Tepakán, Yucatán; central park
TEACHINGS OF TEPAKÁN

From various sources I read that all the Earth's human societies in which people support themselves by working at jobs are about to undergo a profound change. The cause will be -- already it's begun -- robots and computers with sophisticated algorithms taking over jobs now performed by humans. They'll do the work better, and cheaper.

What are people who depend on income from their jobs to do? Who will pay taxes for maintaining social infrastructure?

One morning on my way to buy tortillas in Tepakán, when I passed by the town park -- a corner of which is shown above -- it seemed to have something to say on the matter. For, the park was busy with people who have been dealing with the lack of decently paying jobs for a long time. Yet, not only are they surviving, but in fact they seem happier than most northerners. I believe that in the park I glimpsed hints of how they do it.

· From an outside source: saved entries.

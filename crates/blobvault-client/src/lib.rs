//! Client-side encrypted blob storage on Walrus
//!
//! [`BlobPipeline`] ties the cipher in `blobvault-core` to any
//! `blobvault-storage` backend: read, encrypt, upload on the way in;
//! download, decrypt on the way out. Cipher work runs on the blocking pool.
//!
//! ```no_run
//! use std::sync::Arc;
//! use blobvault_client::BlobPipeline;
//! use blobvault_core::PasswordCipher;
//! use blobvault_storage::{ClientConfig, Network, WalrusClient};
//!
//! # async fn run() -> Result<(), Box<dyn std::error::Error>> {
//! let client = WalrusClient::new(ClientConfig::for_network(Network::Testnet)?)?;
//! let pipeline = BlobPipeline::new(Arc::new(client), PasswordCipher::default());
//!
//! let uploaded = pipeline.upload_bytes("hello.txt", b"hi".to_vec(), Some("secret")).await?;
//! let data = pipeline.download_file(&uploaded.blob_id, Some("secret")).await?;
//! assert_eq!(data, b"hi");
//! # Ok(())
//! # }
//! ```

mod error;
mod pipeline;

pub use error::{PipelineError, PipelineResult};
pub use pipeline::{BlobPipeline, UploadResult};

For one thing, note how few cars are on the street, and how many bicycles. Each morning, along the main roads, men with machetes slung at their sides bike to work. Younger men may have motorbikes. A few have cars, but I think that for travel between towns most people here depend on the excellent and inexpensive bus system. And a lot of people just don't travel much at all.

In the picture, to the left of the shoulder of the man on the three-wheeled-bike, a lady sells hot tamales from her own three-wheeled bike. In the building just beyond the park, in the corner room on the right, a lady serves quick, simple but nourishing meals cheaper than in restaurants. The next room at the left, with a pink lower wall, sells a miscellany of hand mirrors, buttons, shorts, hair ornaments, belts, etc. The next door down opens into the frutería I often visit. No costly signs or lettering announce these businesses because people know where they are. All through town families operate tiny stores in their homes, sometimes selling no more than Cokes, crackers and cookies, and customers are fairly rare. Such stores provide only a tiny fraction of a family's needed income, but they help, so they're kept open.

Many people work at several occasional jobs, some days keeping busy, other days doing nothing. During crises, members of the extended family and friends give what help they can, if only a little. Government at various levels also helps. Families receive subsidies for producing cornfields; free seeds and certain tools may be made available. Schools and a medical clinic are provided, maybe not the best, but at least something. Though everything touching government service is politicized, and there's corruption, in the end things do more or less get done. Many families have members working in Mérida, Cancún or elsewhere, sending money home. In some families, this is the most critical help.

Actually, I've always been mystified by how folks here survive on so little money, so maybe I'm missing something.

Whatever the case, at first glance the above-described survival strategy seems like a hodgepodge of halfhearted efforts, but I think it's a complex social system that has been refined over centuries of "just surviving" under mostly very bad circumstances -- beginning with the Spanish Conquest and slavery, then the encomienda system and the big haciendas, add in the long-running Caste War, up to now.

So, here's the question: Up north where there's been no such period of refining a complex social system tuned for survival without decently paying jobs, what will people do when the current jobs run out?

From my vantage point, I'd say that up north people need to start thinking more in terms of self sufficiency -- their own, and their community's. People need to learn how to garden and presersve foods, how to purify water for drinking, how to make things from junk, how to defend themselves.

But, more than anything, people need to develop a whole new attitude focusing not on getting what they want, but assuring that, on a sustainable basis, they can get at least a little of what they actually need: drinkable water, food, breathable air, shelter, and security.